Collected data entries:
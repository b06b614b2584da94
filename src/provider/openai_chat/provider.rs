use std::collections::HashMap;
use std::time::Duration;

use async_trait::async_trait;
use serde::de::DeserializeOwned;
use tokio_util::sync::CancellationToken;

use crate::config::resolve_api_key;
use crate::error::LLMError;
use crate::http::{
    DynHttpTransport, HttpResponse, collect_body_text, post_json_stream_with_headers,
    post_json_with_headers, with_cancellation,
};
use crate::provider::retry::retry_after_from_headers;
use crate::provider::{LLMProvider, resolve_model};
use crate::stream::ChatStream;
use crate::types::{CapabilityDescriptor, ChatRequest, ChatResponse};

use super::error::parse_openai_error;
use super::request::build_openai_body;
use super::response::map_response;
use super::stream::create_stream;
use super::types::OpenAiChatResponse;
use super::{API_KEY_ENV, PROVIDER_NAME};

const DEFAULT_BASE_URL: &str = "https://api.openai.com";

/// OpenAI Chat Completions Provider
pub struct OpenAiChatProvider {
    pub(crate) transport: DynHttpTransport,
    pub(crate) base_url: String,
    pub(crate) api_key: String,
    pub(crate) organization: Option<String>,
    pub(crate) project: Option<String>,
    pub(crate) default_model: Option<String>,
    pub(crate) timeout: Option<Duration>,
    pub(crate) include_stream_usage: bool,
}

impl OpenAiChatProvider {
    /// 创建带默认 base_url 的 Provider
    pub fn new(transport: DynHttpTransport, api_key: impl Into<String>) -> Self {
        Self {
            transport,
            base_url: DEFAULT_BASE_URL.to_string(),
            api_key: api_key.into(),
            organization: None,
            project: None,
            default_model: None,
            timeout: None,
            include_stream_usage: false,
        }
    }

    /// Reads the key from `OPENAI_API_KEY`.
    ///
    /// # Errors
    ///
    /// Returns [`LLMError::InvalidConfig`] when the variable is unset or blank.
    pub fn from_env(transport: DynHttpTransport) -> Result<Self, LLMError> {
        let api_key = resolve_api_key(None, API_KEY_ENV, PROVIDER_NAME)?;
        Ok(Self::new(transport, api_key))
    }

    /// 自定义 base_url
    pub fn with_base_url(mut self, base_url: impl Into<String>) -> Self {
        self.base_url = base_url.into();
        self
    }

    /// 配置组织 ID
    pub fn with_organization(mut self, organization: impl Into<String>) -> Self {
        self.organization = Some(organization.into());
        self
    }

    /// 配置项目 ID
    pub fn with_project(mut self, project: impl Into<String>) -> Self {
        self.project = Some(project.into());
        self
    }

    /// 设置默认模型
    pub fn with_default_model(mut self, model: impl Into<String>) -> Self {
        self.default_model = Some(model.into());
        self
    }

    /// 请求超时
    pub fn with_timeout(mut self, timeout: Duration) -> Self {
        self.timeout = Some(timeout);
        self
    }

    /// Requests a trailing usage chunk on streams (`stream_options.include_usage`).
    ///
    /// Off by default since some compatible gateways reject the field.
    pub fn with_stream_usage(mut self, enabled: bool) -> Self {
        self.include_stream_usage = enabled;
        self
    }

    pub(crate) fn endpoint(&self) -> String {
        let base = self.base_url.trim_end_matches('/');
        if base.ends_with("/v1") {
            format!("{base}/chat/completions")
        } else {
            format!("{base}/v1/chat/completions")
        }
    }

    fn build_headers(&self, stream: bool) -> HashMap<String, String> {
        let mut headers = HashMap::new();
        headers.insert(
            "Authorization".to_string(),
            format!("Bearer {}", self.api_key),
        );
        let accept = if stream {
            "text/event-stream"
        } else {
            "application/json"
        };
        headers.insert("Accept".to_string(), accept.to_string());
        if let Some(org) = &self.organization {
            headers.insert("OpenAI-Organization".to_string(), org.clone());
        }
        if let Some(project) = &self.project {
            headers.insert("OpenAI-Project".to_string(), project.clone());
        }
        headers
    }

    fn ensure_success(&self, response: HttpResponse) -> Result<String, LLMError> {
        let status = response.status;
        let retry_after = retry_after_from_headers(&response.headers);
        let text = response.into_string(PROVIDER_NAME)?;
        if (200..300).contains(&status) {
            Ok(text)
        } else {
            tracing::warn!(provider = PROVIDER_NAME, status, "vendor returned an error status");
            Err(parse_openai_error(status, &text, retry_after))
        }
    }

    fn try_parse<T: DeserializeOwned>(&self, text: &str) -> Result<T, LLMError> {
        serde_json::from_str(text).map_err(|err| {
            LLMError::decode(PROVIDER_NAME, format!("failed to parse OpenAI response: {err}"))
        })
    }
}

#[async_trait]
impl LLMProvider for OpenAiChatProvider {
    async fn chat(
        &self,
        request: ChatRequest,
        cancel: CancellationToken,
    ) -> Result<ChatResponse, LLMError> {
        let model = resolve_model(&request, self.default_model.as_deref(), PROVIDER_NAME)?;
        let body = build_openai_body(&request, &model, false, false)?;
        tracing::debug!(provider = PROVIDER_NAME, model = %model, "sending chat request");
        let response = with_cancellation(
            &cancel,
            post_json_with_headers(
                self.transport.as_ref(),
                self.endpoint(),
                self.build_headers(false),
                &body,
                self.timeout,
            ),
        )
        .await?;
        let text = self.ensure_success(response)?;
        let parsed: OpenAiChatResponse = self.try_parse(&text)?;
        map_response(parsed)
    }

    async fn stream_chat(
        &self,
        request: ChatRequest,
        cancel: CancellationToken,
    ) -> Result<ChatStream, LLMError> {
        let model = resolve_model(&request, self.default_model.as_deref(), PROVIDER_NAME)?;
        let body = build_openai_body(&request, &model, true, self.include_stream_usage)?;
        tracing::debug!(provider = PROVIDER_NAME, model = %model, "opening chat stream");
        let response = with_cancellation(
            &cancel,
            post_json_stream_with_headers(
                self.transport.as_ref(),
                self.endpoint(),
                self.build_headers(true),
                &body,
                self.timeout,
            ),
        )
        .await?;
        if !response.is_success() {
            let status = response.status;
            let retry_after = retry_after_from_headers(&response.headers);
            let text = with_cancellation(&cancel, collect_body_text(response.body, PROVIDER_NAME))
                .await?;
            tracing::warn!(provider = PROVIDER_NAME, status, "vendor rejected stream request");
            return Err(parse_openai_error(status, &text, retry_after));
        }
        Ok(create_stream(response.body, cancel, response.status))
    }

    fn capabilities(&self) -> CapabilityDescriptor {
        CapabilityDescriptor {
            supports_stream: true,
            supports_tools: true,
            supports_structured_output: true,
            supports_top_k: false,
            supports_seed: true,
        }
    }

    fn name(&self) -> &'static str {
        PROVIDER_NAME
    }
}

**ABOUT THIS TASK**
The full set of entries should be copied out exactly as given.

**ANSWER FOR THIS EXERCISE**
repository b06b614b2584da94
filename src/provider/openai_chat/provider.rs
use std::collections::HashMap;
use std::time::Duration;

use async_trait::async_trait;
use serde::de::DeserializeOwned;
use tokio_util::sync::CancellationToken;

use crate::config::resolve_api_key;
use crate::error::LLMError;
use crate::http::{
    DynHttpTransport, HttpResponse, collect_body_text, post_json_stream_with_headers,
    post_json_with_headers, with_cancellation,
};
use crate::provider::retry::retry_after_from_headers;
use crate::provider::{LLMProvider, resolve_model};
use crate::stream::ChatStream;
use crate::types::{CapabilityDescriptor, ChatRequest, ChatResponse};

use super::error::parse_openai_error;
use super::request::build_openai_body;
use super::response::map_response;
use super::stream::create_stream;
use super::types::OpenAiChatResponse;
use super::{API_KEY_ENV, PROVIDER_NAME};

const DEFAULT_BASE_URL: &str = "https://api.openai.com";

/// OpenAI Chat Completions Provider
pub struct OpenAiChatProvider {
    pub(crate) transport: DynHttpTransport,
    pub(crate) base_url: String,
    pub(crate) api_key: String,
    pub(crate) organization: Option<String>,
    pub(crate) project: Option<String>,
    pub(crate) default_model: Option<String>,
    pub(crate) timeout: Option<Duration>,
    pub(crate) include_stream_usage: bool,
}

impl OpenAiChatProvider {
    /// 创建带默认 base_url 的 Provider
    pub fn new(transport: DynHttpTransport, api_key: impl Into<String>) -> Self {
        Self {
            transport,
            base_url: DEFAULT_BASE_URL.to_string(),
            api_key: api_key.into(),
            organization: None,
            project: None,
            default_model: None,
            timeout: None,
            include_stream_usage: false,
        }
    }

    /// Reads the key from `OPENAI_API_KEY`.
    ///
    /// # Errors
    ///
    /// Returns [`LLMError::InvalidConfig`] when the variable is unset or blank.
    pub fn from_env(transport: DynHttpTransport) -> Result<Self, LLMError> {
        let api_key = resolve_api_key(None, API_KEY_ENV, PROVIDER_NAME)?;
        Ok(Self::new(transport, api_key))
    }

    /// 自定义 base_url
    pub fn with_base_url(mut self, base_url: impl Into<String>) -> Self {
        self.base_url = base_url.into();
        self
    }

    /// 配置组织 ID
    pub fn with_organization(mut self, organization: impl Into<String>) -> Self {
        self.organization = Some(organization.into());
        self
    }

    /// 配置项目 ID
    pub fn with_project(mut self, project: impl Into<String>) -> Self {
        self.project = Some(project.into());
        self
    }

    /// 设置默认模型
    pub fn with_default_model(mut self, model: impl Into<String>) -> Self {
        self.default_model = Some(model.into());
        self
    }

    /// 请求超时
    pub fn with_timeout(mut self, timeout: Duration) -> Self {
        self.timeout = Some(timeout);
        self
    }

    /// Requests a trailing usage chunk on streams (`stream_options.include_usage`).
    ///
    /// Off by default since some compatible gateways reject the field.
    pub fn with_stream_usage(mut self, enabled: bool) -> Self {
        self.include_stream_usage = enabled;
        self
    }

    pub(crate) fn endpoint(&self) -> String {
        let base = self.base_url.trim_end_matches('/');
        if base.ends_with("/v1") {
            format!("{base}/chat/completions")
        } else {
            format!("{base}/v1/chat/completions")
        }
    }

    fn build_headers(&self, stream: bool) -> HashMap<String, String> {
        let mut headers = HashMap::new();
        headers.insert(
            "Authorization".to_string(),
            format!("Bearer {}", self.api_key),
        );
        let accept = if stream {
            "text/event-stream"
        } else {
            "application/json"
        };
        headers.insert("Accept".to_string(), accept.to_string());
        if let Some(org) = &self.organization {
            headers.insert("OpenAI-Organization".to_string(), org.clone());
        }
        if let Some(project) = &self.project {
            headers.insert("OpenAI-Project".to_string(), project.clone());
        }
        headers
    }

    fn ensure_success(&self, response: HttpResponse) -> Result<String, LLMError> {
        let status = response.status;
        let retry_after = retry_after_from_headers(&response.headers);
        let text = response.into_string(PROVIDER_NAME)?;
        if (200..300).contains(&status) {
            Ok(text)
        } else {
            tracing::warn!(provider = PROVIDER_NAME, status, "vendor returned an error status");
            Err(parse_openai_error(status, &text, retry_after))
        }
    }

    fn try_parse<T: DeserializeOwned>(&self, text: &str) -> Result<T, LLMError> {
        serde_json::from_str(text).map_err(|err| {
            LLMError::decode(PROVIDER_NAME, format!("failed to parse OpenAI response: {err}"))
        })
    }
}

#[async_trait]
impl LLMProvider for OpenAiChatProvider {
    async fn chat(
        &self,
        request: ChatRequest,
        cancel: CancellationToken,
    ) -> Result<ChatResponse, LLMError> {
        let model = resolve_model(&request, self.default_model.as_deref(), PROVIDER_NAME)?;
        let body = build_openai_body(&request, &model, false, false)?;
        tracing::debug!(provider = PROVIDER_NAME, model = %model, "sending chat request");
        let response = with_cancellation(
            &cancel,
            post_json_with_headers(
                self.transport.as_ref(),
                self.endpoint(),
                self.build_headers(false),
                &body,
                self.timeout,
            ),
        )
        .await?;
        let text = self.ensure_success(response)?;
        let parsed: OpenAiChatResponse = self.try_parse(&text)?;
        map_response(parsed)
    }

    async fn stream_chat(
        &self,
        request: ChatRequest,
        cancel: CancellationToken,
    ) -> Result<ChatStream, LLMError> {
        let model = resolve_model(&request, self.default_model.as_deref(), PROVIDER_NAME)?;
        let body = build_openai_body(&request, &model, true, self.include_stream_usage)?;
        tracing::debug!(provider = PROVIDER_NAME, model = %model, "opening chat stream");
        let response = with_cancellation(
            &cancel,
            post_json_stream_with_headers(
                self.transport.as_ref(),
                self.endpoint(),
                self.build_headers(true),
                &body,
                self.timeout,
            ),
        )
        .await?;
        if !response.is_success() {
            let status = response.status;
            let retry_after = retry_after_from_headers(&response.headers);
            let text = with_cancellation(&cancel, collect_body_text(response.body, PROVIDER_NAME))
                .await?;
            tracing::warn!(provider = PROVIDER_NAME, status, "vendor rejected stream request");
            return Err(parse_openai_error(status, &text, retry_after));
        }
        Ok(create_stream(response.body, cancel, response.status))
    }

    fn capabilities(&self) -> CapabilityDescriptor {
        CapabilityDescriptor {
            supports_stream: true,
            supports_tools: true,
            supports_structured_output: true,
            supports_top_k: false,
            supports_seed: true,
        }
    }

    fn name(&self) -> &'static str {
        PROVIDER_NAME
    }
}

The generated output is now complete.